### [EXERCISE AIM]
Once you reach the line containing "pub use bridge::attach;" in the data below, restate each line word for word up to and including the one containing "with header validation".

### [GIVEN INFORMATION]
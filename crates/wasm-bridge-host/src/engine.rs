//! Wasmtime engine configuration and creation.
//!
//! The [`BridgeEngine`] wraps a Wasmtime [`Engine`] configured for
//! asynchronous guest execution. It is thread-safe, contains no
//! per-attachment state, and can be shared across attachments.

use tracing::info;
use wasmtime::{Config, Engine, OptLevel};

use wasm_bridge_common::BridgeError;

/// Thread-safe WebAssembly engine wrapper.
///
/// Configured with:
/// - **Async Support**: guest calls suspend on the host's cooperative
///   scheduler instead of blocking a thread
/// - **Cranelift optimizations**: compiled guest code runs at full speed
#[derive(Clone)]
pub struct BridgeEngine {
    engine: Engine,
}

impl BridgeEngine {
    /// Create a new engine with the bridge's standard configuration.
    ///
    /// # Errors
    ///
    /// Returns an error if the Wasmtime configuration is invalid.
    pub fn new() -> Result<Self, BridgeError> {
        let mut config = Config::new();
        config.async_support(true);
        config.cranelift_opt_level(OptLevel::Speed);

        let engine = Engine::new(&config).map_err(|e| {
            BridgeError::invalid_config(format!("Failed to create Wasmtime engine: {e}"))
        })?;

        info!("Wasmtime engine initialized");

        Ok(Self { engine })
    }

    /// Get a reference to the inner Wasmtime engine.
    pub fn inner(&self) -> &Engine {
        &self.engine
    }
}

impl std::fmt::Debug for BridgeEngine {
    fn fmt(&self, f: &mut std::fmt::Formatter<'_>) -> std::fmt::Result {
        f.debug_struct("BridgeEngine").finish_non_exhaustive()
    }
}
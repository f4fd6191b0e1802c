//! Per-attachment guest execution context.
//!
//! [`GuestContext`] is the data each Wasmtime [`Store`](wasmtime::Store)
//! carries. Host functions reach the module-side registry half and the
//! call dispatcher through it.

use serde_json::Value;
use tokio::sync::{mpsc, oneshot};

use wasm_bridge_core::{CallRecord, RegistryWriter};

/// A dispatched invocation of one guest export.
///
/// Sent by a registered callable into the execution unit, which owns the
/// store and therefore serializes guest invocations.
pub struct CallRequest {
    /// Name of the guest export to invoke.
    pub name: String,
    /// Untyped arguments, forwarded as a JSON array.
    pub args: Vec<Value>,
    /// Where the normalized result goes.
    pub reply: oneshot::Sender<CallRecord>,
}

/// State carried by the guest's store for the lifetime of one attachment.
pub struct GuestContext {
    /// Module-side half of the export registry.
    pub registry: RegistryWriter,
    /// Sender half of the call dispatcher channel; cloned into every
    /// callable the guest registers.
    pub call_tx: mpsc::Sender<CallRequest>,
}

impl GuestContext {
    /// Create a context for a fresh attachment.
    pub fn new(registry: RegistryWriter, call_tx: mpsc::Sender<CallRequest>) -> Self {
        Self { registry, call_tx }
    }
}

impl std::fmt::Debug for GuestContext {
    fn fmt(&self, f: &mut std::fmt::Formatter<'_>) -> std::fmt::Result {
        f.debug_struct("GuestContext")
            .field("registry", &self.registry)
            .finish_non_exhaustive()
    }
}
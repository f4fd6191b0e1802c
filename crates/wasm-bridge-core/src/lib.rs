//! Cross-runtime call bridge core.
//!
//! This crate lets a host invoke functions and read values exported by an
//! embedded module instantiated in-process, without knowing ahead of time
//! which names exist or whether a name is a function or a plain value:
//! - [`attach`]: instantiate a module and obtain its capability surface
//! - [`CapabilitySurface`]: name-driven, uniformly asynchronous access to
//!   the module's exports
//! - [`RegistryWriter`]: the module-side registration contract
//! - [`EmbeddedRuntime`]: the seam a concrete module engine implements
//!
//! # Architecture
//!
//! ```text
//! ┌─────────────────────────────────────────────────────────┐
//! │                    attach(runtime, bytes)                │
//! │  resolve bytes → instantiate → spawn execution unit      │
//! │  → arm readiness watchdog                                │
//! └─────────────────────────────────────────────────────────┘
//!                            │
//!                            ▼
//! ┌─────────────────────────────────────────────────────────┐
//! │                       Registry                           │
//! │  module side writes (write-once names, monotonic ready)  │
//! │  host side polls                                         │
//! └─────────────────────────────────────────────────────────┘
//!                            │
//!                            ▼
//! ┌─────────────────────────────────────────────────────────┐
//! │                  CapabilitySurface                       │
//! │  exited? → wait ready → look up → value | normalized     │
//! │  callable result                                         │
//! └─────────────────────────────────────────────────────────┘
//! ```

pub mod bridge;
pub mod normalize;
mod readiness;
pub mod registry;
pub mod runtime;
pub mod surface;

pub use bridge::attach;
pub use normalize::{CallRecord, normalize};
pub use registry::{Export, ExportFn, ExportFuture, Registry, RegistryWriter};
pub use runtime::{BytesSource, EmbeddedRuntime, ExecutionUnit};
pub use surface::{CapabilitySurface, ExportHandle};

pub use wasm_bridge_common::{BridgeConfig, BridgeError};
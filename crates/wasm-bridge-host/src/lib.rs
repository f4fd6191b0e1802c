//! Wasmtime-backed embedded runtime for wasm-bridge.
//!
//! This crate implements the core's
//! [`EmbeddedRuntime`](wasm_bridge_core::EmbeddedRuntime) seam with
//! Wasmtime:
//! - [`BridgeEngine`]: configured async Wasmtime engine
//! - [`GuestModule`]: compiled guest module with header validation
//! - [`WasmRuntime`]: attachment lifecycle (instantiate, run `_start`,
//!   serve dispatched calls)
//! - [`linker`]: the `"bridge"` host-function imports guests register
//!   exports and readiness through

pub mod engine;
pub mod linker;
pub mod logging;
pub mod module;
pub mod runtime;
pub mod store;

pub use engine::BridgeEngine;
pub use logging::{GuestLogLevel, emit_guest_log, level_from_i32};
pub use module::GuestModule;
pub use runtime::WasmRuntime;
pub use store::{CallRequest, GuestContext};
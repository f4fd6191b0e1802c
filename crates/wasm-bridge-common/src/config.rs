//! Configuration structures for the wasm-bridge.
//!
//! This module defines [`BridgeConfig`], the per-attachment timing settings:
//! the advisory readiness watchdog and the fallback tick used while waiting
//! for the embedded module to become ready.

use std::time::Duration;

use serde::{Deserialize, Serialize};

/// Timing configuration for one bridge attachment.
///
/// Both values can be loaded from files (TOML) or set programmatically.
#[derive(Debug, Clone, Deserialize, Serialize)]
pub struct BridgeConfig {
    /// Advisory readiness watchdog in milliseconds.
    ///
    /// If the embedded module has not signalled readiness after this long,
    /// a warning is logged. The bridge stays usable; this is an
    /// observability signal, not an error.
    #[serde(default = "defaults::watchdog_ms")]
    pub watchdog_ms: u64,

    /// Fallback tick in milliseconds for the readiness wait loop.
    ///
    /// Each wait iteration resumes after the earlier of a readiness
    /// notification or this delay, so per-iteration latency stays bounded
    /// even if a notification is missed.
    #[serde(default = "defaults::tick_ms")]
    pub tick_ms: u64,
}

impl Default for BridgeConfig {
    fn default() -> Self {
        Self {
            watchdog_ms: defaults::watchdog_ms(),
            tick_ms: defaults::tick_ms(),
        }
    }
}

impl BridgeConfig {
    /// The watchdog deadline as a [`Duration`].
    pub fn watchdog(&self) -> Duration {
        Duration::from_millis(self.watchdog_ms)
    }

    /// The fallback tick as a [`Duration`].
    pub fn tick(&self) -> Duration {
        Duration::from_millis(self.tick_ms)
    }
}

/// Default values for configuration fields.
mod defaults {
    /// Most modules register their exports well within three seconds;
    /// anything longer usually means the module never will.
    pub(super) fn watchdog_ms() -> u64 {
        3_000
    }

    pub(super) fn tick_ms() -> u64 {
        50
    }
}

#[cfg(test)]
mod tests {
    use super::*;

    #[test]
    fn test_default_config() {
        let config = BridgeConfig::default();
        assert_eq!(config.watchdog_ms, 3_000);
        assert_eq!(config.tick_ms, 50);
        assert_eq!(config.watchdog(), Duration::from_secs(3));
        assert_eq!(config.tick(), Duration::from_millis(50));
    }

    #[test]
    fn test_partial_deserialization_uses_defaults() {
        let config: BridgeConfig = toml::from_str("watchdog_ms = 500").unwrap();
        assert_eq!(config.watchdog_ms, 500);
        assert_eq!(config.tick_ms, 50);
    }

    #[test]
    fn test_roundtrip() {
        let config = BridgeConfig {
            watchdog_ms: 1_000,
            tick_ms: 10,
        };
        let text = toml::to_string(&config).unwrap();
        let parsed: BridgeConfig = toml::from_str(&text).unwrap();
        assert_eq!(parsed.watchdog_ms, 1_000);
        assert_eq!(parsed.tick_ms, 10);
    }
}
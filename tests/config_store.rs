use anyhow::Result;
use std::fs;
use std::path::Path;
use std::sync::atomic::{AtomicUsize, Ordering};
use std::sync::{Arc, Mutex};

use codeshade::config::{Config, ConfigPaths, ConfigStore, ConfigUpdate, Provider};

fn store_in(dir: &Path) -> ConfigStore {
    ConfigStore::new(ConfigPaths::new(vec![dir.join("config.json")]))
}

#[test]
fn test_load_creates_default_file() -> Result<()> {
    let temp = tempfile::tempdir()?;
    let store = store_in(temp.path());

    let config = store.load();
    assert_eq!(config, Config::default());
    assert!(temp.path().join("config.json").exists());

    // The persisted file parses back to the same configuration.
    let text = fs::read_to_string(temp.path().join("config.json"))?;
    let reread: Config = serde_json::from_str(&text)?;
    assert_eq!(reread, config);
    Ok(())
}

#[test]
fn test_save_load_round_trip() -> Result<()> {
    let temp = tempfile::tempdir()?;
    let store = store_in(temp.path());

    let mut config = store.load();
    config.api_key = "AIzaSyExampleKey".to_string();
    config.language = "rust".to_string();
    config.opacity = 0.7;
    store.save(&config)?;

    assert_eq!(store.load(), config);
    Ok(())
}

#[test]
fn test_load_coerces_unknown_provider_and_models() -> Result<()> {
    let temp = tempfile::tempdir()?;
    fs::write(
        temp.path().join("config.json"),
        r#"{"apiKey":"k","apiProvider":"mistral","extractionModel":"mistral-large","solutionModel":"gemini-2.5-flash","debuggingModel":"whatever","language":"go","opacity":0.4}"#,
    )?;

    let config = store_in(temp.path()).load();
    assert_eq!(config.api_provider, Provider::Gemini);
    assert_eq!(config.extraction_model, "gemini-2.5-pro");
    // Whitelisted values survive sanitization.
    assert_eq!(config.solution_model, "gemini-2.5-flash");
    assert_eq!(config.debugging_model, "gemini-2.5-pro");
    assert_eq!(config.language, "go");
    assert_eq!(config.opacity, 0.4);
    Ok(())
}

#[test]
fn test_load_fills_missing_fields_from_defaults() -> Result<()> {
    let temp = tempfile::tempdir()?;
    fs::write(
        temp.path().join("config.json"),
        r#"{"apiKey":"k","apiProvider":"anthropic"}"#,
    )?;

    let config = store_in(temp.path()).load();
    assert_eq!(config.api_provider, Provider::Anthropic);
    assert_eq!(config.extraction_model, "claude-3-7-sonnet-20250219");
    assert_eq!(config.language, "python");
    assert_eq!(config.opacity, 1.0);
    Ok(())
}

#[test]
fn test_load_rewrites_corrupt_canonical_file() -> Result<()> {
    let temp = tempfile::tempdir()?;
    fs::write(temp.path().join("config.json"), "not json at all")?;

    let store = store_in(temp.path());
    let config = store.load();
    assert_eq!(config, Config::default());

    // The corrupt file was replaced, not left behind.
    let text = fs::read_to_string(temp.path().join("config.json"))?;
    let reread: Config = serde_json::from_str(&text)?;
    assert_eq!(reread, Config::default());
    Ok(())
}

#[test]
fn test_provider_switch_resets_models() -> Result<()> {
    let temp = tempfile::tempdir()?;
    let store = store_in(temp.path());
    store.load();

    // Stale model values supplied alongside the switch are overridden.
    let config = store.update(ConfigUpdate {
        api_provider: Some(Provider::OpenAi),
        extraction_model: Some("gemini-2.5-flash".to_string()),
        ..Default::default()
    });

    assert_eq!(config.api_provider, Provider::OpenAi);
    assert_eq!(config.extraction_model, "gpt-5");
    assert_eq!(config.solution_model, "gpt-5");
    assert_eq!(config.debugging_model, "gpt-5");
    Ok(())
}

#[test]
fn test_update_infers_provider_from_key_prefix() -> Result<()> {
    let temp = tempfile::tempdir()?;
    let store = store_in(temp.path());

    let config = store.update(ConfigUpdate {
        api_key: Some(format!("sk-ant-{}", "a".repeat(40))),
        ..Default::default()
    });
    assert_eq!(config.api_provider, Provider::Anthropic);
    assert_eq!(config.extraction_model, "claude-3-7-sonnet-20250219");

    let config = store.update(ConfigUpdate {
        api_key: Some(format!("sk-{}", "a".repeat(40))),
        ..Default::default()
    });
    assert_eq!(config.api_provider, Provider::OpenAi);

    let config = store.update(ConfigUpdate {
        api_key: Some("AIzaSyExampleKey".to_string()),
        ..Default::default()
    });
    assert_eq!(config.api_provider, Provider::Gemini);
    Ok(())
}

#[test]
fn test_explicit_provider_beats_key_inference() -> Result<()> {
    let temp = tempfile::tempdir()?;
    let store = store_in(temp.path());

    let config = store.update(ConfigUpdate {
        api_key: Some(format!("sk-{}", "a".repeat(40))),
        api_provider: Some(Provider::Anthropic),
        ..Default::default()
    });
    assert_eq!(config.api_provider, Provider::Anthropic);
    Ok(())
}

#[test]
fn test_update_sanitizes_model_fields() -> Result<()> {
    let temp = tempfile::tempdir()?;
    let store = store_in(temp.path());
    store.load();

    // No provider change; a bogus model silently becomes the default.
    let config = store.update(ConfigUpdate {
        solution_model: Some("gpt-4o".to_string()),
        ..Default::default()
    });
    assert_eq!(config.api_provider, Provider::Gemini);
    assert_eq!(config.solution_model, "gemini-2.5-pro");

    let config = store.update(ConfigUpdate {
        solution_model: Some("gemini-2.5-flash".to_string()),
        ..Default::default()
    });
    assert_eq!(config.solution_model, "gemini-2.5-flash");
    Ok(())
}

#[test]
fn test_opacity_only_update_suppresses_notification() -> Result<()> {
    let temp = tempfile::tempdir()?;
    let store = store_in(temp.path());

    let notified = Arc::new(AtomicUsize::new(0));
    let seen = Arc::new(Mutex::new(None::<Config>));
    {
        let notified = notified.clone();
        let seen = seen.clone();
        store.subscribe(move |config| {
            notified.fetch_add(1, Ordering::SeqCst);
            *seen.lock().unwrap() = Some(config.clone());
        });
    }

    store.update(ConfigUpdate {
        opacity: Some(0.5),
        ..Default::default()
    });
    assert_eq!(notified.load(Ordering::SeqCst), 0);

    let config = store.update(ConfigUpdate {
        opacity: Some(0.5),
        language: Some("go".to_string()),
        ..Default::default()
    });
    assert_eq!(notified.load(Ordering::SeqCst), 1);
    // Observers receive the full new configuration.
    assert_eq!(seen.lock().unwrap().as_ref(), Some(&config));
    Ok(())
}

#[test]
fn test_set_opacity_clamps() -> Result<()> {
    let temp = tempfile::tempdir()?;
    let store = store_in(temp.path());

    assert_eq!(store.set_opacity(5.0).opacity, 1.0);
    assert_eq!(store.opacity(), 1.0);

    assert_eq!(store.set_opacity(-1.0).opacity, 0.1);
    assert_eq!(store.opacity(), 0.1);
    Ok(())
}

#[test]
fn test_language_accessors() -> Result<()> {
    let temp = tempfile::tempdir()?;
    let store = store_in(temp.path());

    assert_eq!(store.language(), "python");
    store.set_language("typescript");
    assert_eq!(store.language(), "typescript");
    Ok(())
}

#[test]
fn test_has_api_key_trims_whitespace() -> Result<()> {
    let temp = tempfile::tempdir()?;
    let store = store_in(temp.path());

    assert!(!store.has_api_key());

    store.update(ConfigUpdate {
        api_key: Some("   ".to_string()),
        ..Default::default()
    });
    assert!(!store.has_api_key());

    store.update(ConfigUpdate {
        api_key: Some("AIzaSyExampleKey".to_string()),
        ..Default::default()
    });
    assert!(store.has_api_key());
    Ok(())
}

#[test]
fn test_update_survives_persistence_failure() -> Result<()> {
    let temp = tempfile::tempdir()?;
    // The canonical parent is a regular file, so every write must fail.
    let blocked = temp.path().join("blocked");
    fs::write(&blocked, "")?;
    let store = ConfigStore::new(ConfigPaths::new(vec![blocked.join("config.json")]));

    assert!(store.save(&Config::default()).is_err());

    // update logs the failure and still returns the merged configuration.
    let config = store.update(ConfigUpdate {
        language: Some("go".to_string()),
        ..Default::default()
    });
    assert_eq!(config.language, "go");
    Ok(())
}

### [FINAL ANSWER]
pub use bridge::attach;
pub use normalize::{CallRecord, normalize};
pub use registry::{Export, ExportFn, ExportFuture, Registry, RegistryWriter};
pub use runtime::{BytesSource, EmbeddedRuntime, ExecutionUnit};
pub use surface::{CapabilitySurface, ExportHandle};

pub use wasm_bridge_common::{BridgeConfig, BridgeError};
filename crates/wasm-bridge-host/src/lib.rs
repository f4fd6191b0e1802c
//! Wasmtime-backed embedded runtime for wasm-bridge.
//!
//! This crate implements the core's
//! [`EmbeddedRuntime`](wasm_bridge_core::EmbeddedRuntime) seam with
//! Wasmtime:
//! - [`BridgeEngine`]: configured async Wasmtime engine
//! - [`GuestModule`]: compiled guest module with header validation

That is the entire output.